Samba de roda (1975) - Terceiro álbum de estúdio do mestre Candeia, foi lançado pela gravadora Tapecar e faz um apanhado de sambas autorais e de temas tradicionais do cancioneiro dos terreiros religiosos e das rodas de capoeira.
Voz Nagô (2017) - Disco todo formado pelas parcerias dos gigantescos Pedro Amorim e Paulo Cesar Pinheiro. Esse é uma obra-prima que se abre de forma muito poética para esse universo cultural tão vibrante e sofisticado das religiões afro-brasileiras, reafirmando a potência da mistura entre religiosidade, resistência e festa.
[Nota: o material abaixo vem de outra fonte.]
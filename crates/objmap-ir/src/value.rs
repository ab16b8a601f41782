//! Dynamic values carried between sources, strategies and constructors

use serde::{Deserialize, Serialize};
use std::collections::BTreeMap;

use crate::{Error, Result};

/// Values produced by resolution strategies and consumed by constructors
#[derive(Debug, Clone, PartialEq, Default, Serialize, Deserialize)]
#[serde(untagged)]
pub enum Value {
    /// Null/absent value, also the type default for unresolved parameters
    #[default]
    Null,

    /// Boolean value
    Boolean(bool),

    /// Integer value
    Integer(i64),

    /// Decimal value
    Decimal(f64),

    /// String value
    String(String),

    /// Ordered list of values
    List(Vec<Value>),

    /// Keyed values
    Map(BTreeMap<String, Value>),
}

impl Value {
    /// Short name of the variant, used in conversion errors
    #[must_use]
    pub fn type_name(&self) -> &'static str {
        match self {
            Value::Null => "null",
            Value::Boolean(_) => "boolean",
            Value::Integer(_) => "integer",
            Value::Decimal(_) => "decimal",
            Value::String(_) => "string",
            Value::List(_) => "list",
            Value::Map(_) => "map",
        }
    }

    /// Check if value is null
    #[must_use]
    pub fn is_null(&self) -> bool {
        matches!(self, Value::Null)
    }

    /// Borrow the string payload
    #[must_use]
    pub fn as_str(&self) -> Option<&str> {
        match self {
            Value::String(s) => Some(s),
            _ => None,
        }
    }

    /// Integer payload
    #[must_use]
    pub fn as_i64(&self) -> Option<i64> {
        match self {
            Value::Integer(i) => Some(*i),
            _ => None,
        }
    }

    /// Convert into a Rust type
    ///
    /// # Errors
    ///
    /// Returns an error when the value has the wrong shape for `T`.
    pub fn into_typed<T: FromValue>(self) -> Result<T> {
        T::from_value(self)
    }
}

/// Conversion from a [`Value`] into a concrete Rust type.
pub trait FromValue: Sized {
    /// Convert the value, consuming it.
    ///
    /// # Errors
    ///
    /// Returns an error when the value cannot represent `Self`.
    fn from_value(value: Value) -> Result<Self>;
}

impl FromValue for Value {
    fn from_value(value: Value) -> Result<Self> {
        Ok(value)
    }
}

impl FromValue for bool {
    fn from_value(value: Value) -> Result<Self> {
        match value {
            Value::Boolean(b) => Ok(b),
            other => Err(Error::type_mismatch("boolean", &other)),
        }
    }
}

impl FromValue for i64 {
    fn from_value(value: Value) -> Result<Self> {
        match value {
            Value::Integer(i) => Ok(i),
            other => Err(Error::type_mismatch("integer", &other)),
        }
    }
}

impl FromValue for i32 {
    fn from_value(value: Value) -> Result<Self> {
        let wide = i64::from_value(value)?;
        i32::try_from(wide)
            .map_err(|_| Error::conversion("i32", format!("{wide} is out of range")))
    }
}

impl FromValue for u32 {
    fn from_value(value: Value) -> Result<Self> {
        let wide = i64::from_value(value)?;
        u32::try_from(wide)
            .map_err(|_| Error::conversion("u32", format!("{wide} is out of range")))
    }
}

impl FromValue for f64 {
    #[allow(clippy::cast_precision_loss)]
    fn from_value(value: Value) -> Result<Self> {
        match value {
            Value::Decimal(d) => Ok(d),
            Value::Integer(i) => Ok(i as f64),
            other => Err(Error::type_mismatch("decimal", &other)),
        }
    }
}

impl FromValue for String {
    fn from_value(value: Value) -> Result<Self> {
        match value {
            Value::String(s) => Ok(s),
            other => Err(Error::type_mismatch("string", &other)),
        }
    }
}

impl<T: FromValue> FromValue for Option<T> {
    fn from_value(value: Value) -> Result<Self> {
        match value {
            Value::Null => Ok(None),
            other => T::from_value(other).map(Some),
        }
    }
}

impl<T: FromValue> FromValue for Vec<T> {
    fn from_value(value: Value) -> Result<Self> {
        match value {
            Value::List(items) => items.into_iter().map(T::from_value).collect(),
            other => Err(Error::type_mismatch("list", &other)),
        }
    }
}

impl From<bool> for Value {
    fn from(b: bool) -> Self {
        Value::Boolean(b)
    }
}

impl From<i32> for Value {
    fn from(i: i32) -> Self {
        Value::Integer(i64::from(i))
    }
}

impl From<u32> for Value {
    fn from(i: u32) -> Self {
        Value::Integer(i64::from(i))
    }
}

impl From<i64> for Value {
    fn from(i: i64) -> Self {
        Value::Integer(i)
    }
}

impl From<f64> for Value {
    fn from(d: f64) -> Self {
        Value::Decimal(d)
    }
}

impl From<String> for Value {
    fn from(s: String) -> Self {
        Value::String(s)
    }
}

impl From<&str> for Value {
    fn from(s: &str) -> Self {
        Value::String(s.to_string())
    }
}

impl<T: Into<Value>> From<Option<T>> for Value {
    fn from(opt: Option<T>) -> Self {
        opt.map_or(Value::Null, Into::into)
    }
}

impl<T: Into<Value>> From<Vec<T>> for Value {
    fn from(items: Vec<T>) -> Self {
        Value::List(items.into_iter().map(Into::into).collect())
    }
}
Os Tincoãs (1973) - Com a chegada de Mateus Aleluia, o grupo baiano abandonou o formato de trio de bolero e mergulhou no universo do candomblé e de seu cancioneiro com arranjos cheios de virtuosismo vocal.
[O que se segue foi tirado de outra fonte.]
#![deny(warnings)]
#![deny(rust_2018_idioms)]
#![deny(unsafe_op_in_unsafe_fn)]
#![warn(clippy::all)]
#![warn(clippy::pedantic)]

//! # objmap-ir
//!
//! Value model shared by the object mapping engine.
//!
//! Resolution strategies produce [`Value`]s, constructors consume them, and
//! the per-call `Items` store holds them. Source types expose their members
//! by name through the [`Members`] trait so unbound constructor parameters
//! can be filled by convention.

/// Name-based read access to source members.
pub mod members;
/// Dynamic values and conversions to and from Rust scalars.
pub mod value;

pub use members::{Members, find_member};
pub use value::{FromValue, Value};

use thiserror::Error;

/// Errors that can occur when converting values
#[derive(Error, Debug, Clone, PartialEq, Eq)]
pub enum Error {
    #[error("Type mismatch: expected {expected}, found {found}")]
    TypeMismatch { expected: String, found: String },

    #[error("Conversion error in {context}: {message}")]
    Conversion { context: String, message: String },
}

impl Error {
    /// Build a type-mismatch error from the expected type and the offending value.
    pub fn type_mismatch(expected: impl Into<String>, found: &Value) -> Self {
        Self::TypeMismatch {
            expected: expected.into(),
            found: found.type_name().to_string(),
        }
    }

    /// Build a conversion error with conversion context.
    pub fn conversion(context: impl Into<String>, message: impl Into<String>) -> Self {
        Self::Conversion {
            context: context.into(),
            message: message.into(),
        }
    }
}

/// Crate-local result type for value operations.
pub type Result<T> = std::result::Result<T, Error>;
use std::{
    fs,
    path::{Path, PathBuf},
    process::Command,
};

use anyhow::{Context, Ok, Result};
use insta_cmd::get_cargo_bin;
use tempfile::TempDir;

mod init;
mod transform;

const BIN_NAME: &str = "i18n-transform";

pub struct CliTest {
    _temp_dir: TempDir,
    project_dir: PathBuf,
    root_filter: String,
}

impl CliTest {
    pub fn new() -> Result<Self> {
        let temp_dir = TempDir::new()?;
        let project_dir = temp_dir.path().canonicalize()?;
        // Stops the config lookup from leaving the project
        fs::create_dir(project_dir.join(".git"))?;
        let root_filter = regex::escape(&project_dir.to_string_lossy());
        Ok(Self {
            _temp_dir: temp_dir,
            project_dir,
            root_filter,
        })
    }

    pub fn with_file(path: &str, content: &str) -> Result<Self> {
        let test = Self::new()?;
        test.write_file(path, content)?;
        Ok(test)
    }

    pub fn write_file(&self, path: &str, content: &str) -> Result<()> {
        let file_path = self.project_dir.join(path);

        if let Some(parent) = file_path.parent() {
            fs::create_dir_all(parent)
                .with_context(|| format!("Failed to create directory:{}", parent.display()))?;
        }

        fs::write(&file_path, content)
            .with_context(|| format!("Failed to write file: {}", file_path.display()))?;

        Ok(())
    }

    pub fn root(&self) -> &Path {
        &self.project_dir
    }

    /// Snapshot filters replacing the temporary project path with `[ROOT]`.
    pub fn filters(&self) -> Vec<(&str, &str)> {
        vec![(self.root_filter.as_str(), "[ROOT]")]
    }

    pub fn command(&self) -> Command {
        let mut cmd = Command::new(get_cargo_bin(BIN_NAME));
        cmd.current_dir(&self.project_dir);
        cmd.env_clear();
        cmd.env("NO_COLOR", "1"); // Disable colors for consistent test output
        cmd
    }

    pub fn transform_command(&self) -> Command {
        let mut cmd = self.command();
        cmd.arg("transform");
        cmd
    }

    pub fn read_file(&self, path: &str) -> Result<String> {
        let file_path = self.project_dir.join(path);
        fs::read_to_string(&file_path)
            .with_context(|| format!("Failed to read file: {}", file_path.display()))
    }
}
//! The rewrite engine.
//!
//! Per candidate element the pipeline is:
//!
//! ```text
//! analysis::analyze_children   classify children into buckets
//!   -> strategy::select_strategy   pick one rewrite shape (or skip)
//!   -> template::build_template    one key per branch combination
//!   -> rewriter::rewrite_element   owned replacement + records
//! ```
//!
//! `orchestrator::transform_source` walks a whole file, splices the rendered
//! replacements into the original text and injects imports.

pub mod analysis;
pub mod branches;
pub mod imports;
pub mod naming;
pub mod orchestrator;
pub mod rebrand;
pub mod record;
pub mod rewriter;
pub mod rules;
pub mod strategy;
pub mod template;

#[cfg(test)]
mod test_support;

pub use orchestrator::{TRANSFORMED_MARKER, TransformOptions, TransformOutput, transform_source};
pub use record::TransformationRecord;
pub use rules::TransformRules;
pub use strategy::{SkipReason, TransformStrategy};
Áfrico: Quando o Brasil Resolveu Cantar (2001) - Em 14 faixas, quase todas parcerias com Paulo César Pinheiro, o cantor e violonista Sérgio Santos nos apresenta um dos discos mais exuberantes da música brasileira, tanto pelas letras de Pinheiro quanto pela coragem e pela sofisticação dos arranjos.
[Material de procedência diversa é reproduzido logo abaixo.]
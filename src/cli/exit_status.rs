use std::process::ExitCode;

/// Exit status of the CLI.
///
/// - `Success` (0): every file was processed
/// - `Failure` (1): the batch finished but some files could not be read or parsed
/// - `Error` (2): the command itself failed (bad config, write error, ...)
#[derive(Copy, Clone, Debug, PartialEq, Eq)]
pub enum ExitStatus {
    Success,
    Failure,
    Error,
}

impl From<ExitStatus> for ExitCode {
    fn from(status: ExitStatus) -> Self {
        match status {
            ExitStatus::Success => ExitCode::from(0),
            ExitStatus::Failure => ExitCode::from(1),
            ExitStatus::Error => ExitCode::from(2),
        }
    }
}
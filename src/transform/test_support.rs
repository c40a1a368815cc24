//! Shared fixtures for the transform unit tests.

use std::sync::Arc;

use swc_common::SourceMap;
use swc_ecma_ast::{JSXElement, JSXElementName};
use swc_ecma_visit::{Visit, VisitWith};

use crate::core::parsers::jsx::{SourceText, parse_jsx_source};

struct FirstCandidate<'a> {
    found: Option<&'a JSXElement>,
}

impl<'a> FirstCandidate<'a> {
    fn find(module: &'a swc_ecma_ast::Module) -> Option<&'a JSXElement> {
        use swc_ecma_ast::{ModuleItem, Stmt};

        let mut finder = FirstCandidate { found: None };
        for item in &module.body {
            if let ModuleItem::Stmt(Stmt::Expr(stmt)) = item {
                finder.expr(&stmt.expr);
            }
            if finder.found.is_some() {
                break;
            }
        }
        finder.found
    }

    fn expr(&mut self, expr: &'a swc_ecma_ast::Expr) {
        use swc_ecma_ast::Expr;

        match expr {
            Expr::JSXElement(element) => {
                if matches!(&element.opening.name, JSXElementName::Ident(i) if i.sym == "Text") {
                    self.found = Some(element);
                }
            }
            Expr::Paren(paren) => self.expr(&paren.expr),
            _ => {}
        }
    }
}

/// Parse `code` (a JSX expression, `;` optional) and run `f` on the first
/// top-level `<Text>` element.
pub fn with_first_candidate<R>(code: &str, f: impl FnOnce(&JSXElement, &SourceText) -> R) -> R {
    let code = if code.trim_end().ends_with(';') {
        code.to_string()
    } else {
        format!("{};", code)
    };
    let parsed = parse_jsx_source(code, "test.tsx", Arc::new(SourceMap::default()))
        .expect("fixture should parse");
    let element = FirstCandidate::find(&parsed.module).expect("fixture has a <Text> element");
    f(element, &parsed.source)
}

/// Count `<Text>` elements anywhere in `code`.
pub fn count_candidates(code: &str) -> usize {
    struct Counter(usize);

    impl Visit for Counter {
        fn visit_jsx_element(&mut self, element: &JSXElement) {
            if matches!(&element.opening.name, JSXElementName::Ident(i) if i.sym == "Text") {
                self.0 += 1;
            }
            element.visit_children_with(self);
        }
    }

    let parsed = parse_jsx_source(code.to_string(), "test.tsx", Arc::new(SourceMap::default()))
        .expect("fixture should parse");
    let mut counter = Counter(0);
    parsed.module.visit_with(&mut counter);
    counter.0
}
Patrícia Marx lançou nas plataformas digitais uma versão de "Cartomante", composição de Ivan Lins e Vitor Martins, sucesso na voz de Elis Regina. O single faz parte do álbum "Nos dias de hoje, esteja tranquilo", todo com canções de Ivan, como "Vieste" e "Abre Alas". O álbum completo está previsto para setembro.
Infantil
Símbolo da cena independente brasileira, a banda Autoramas surpreendeu lançando um disco infantil. Hilariamente batizado de "Autoraminhas", o projeto conta com 10 faixas inéditas que falam da hora do recreio, de cosquinha no dedão, animais amigos e outras brincadeiras. No som, é o mesmo rock e a mesma energia da banda paulista.
Parceria
Cinco anos depois do CD, "O Anel", parceria de Alaíde Costa e José Miguel Wisnik, ganha edição em LP pelo selo Circus. O álbum marca uma parceria de mais de 50 anos com 10 faixas - sendo três inéditas - que retratam uma troca genuína de carinhos. "Saudade da saudade" prova isso.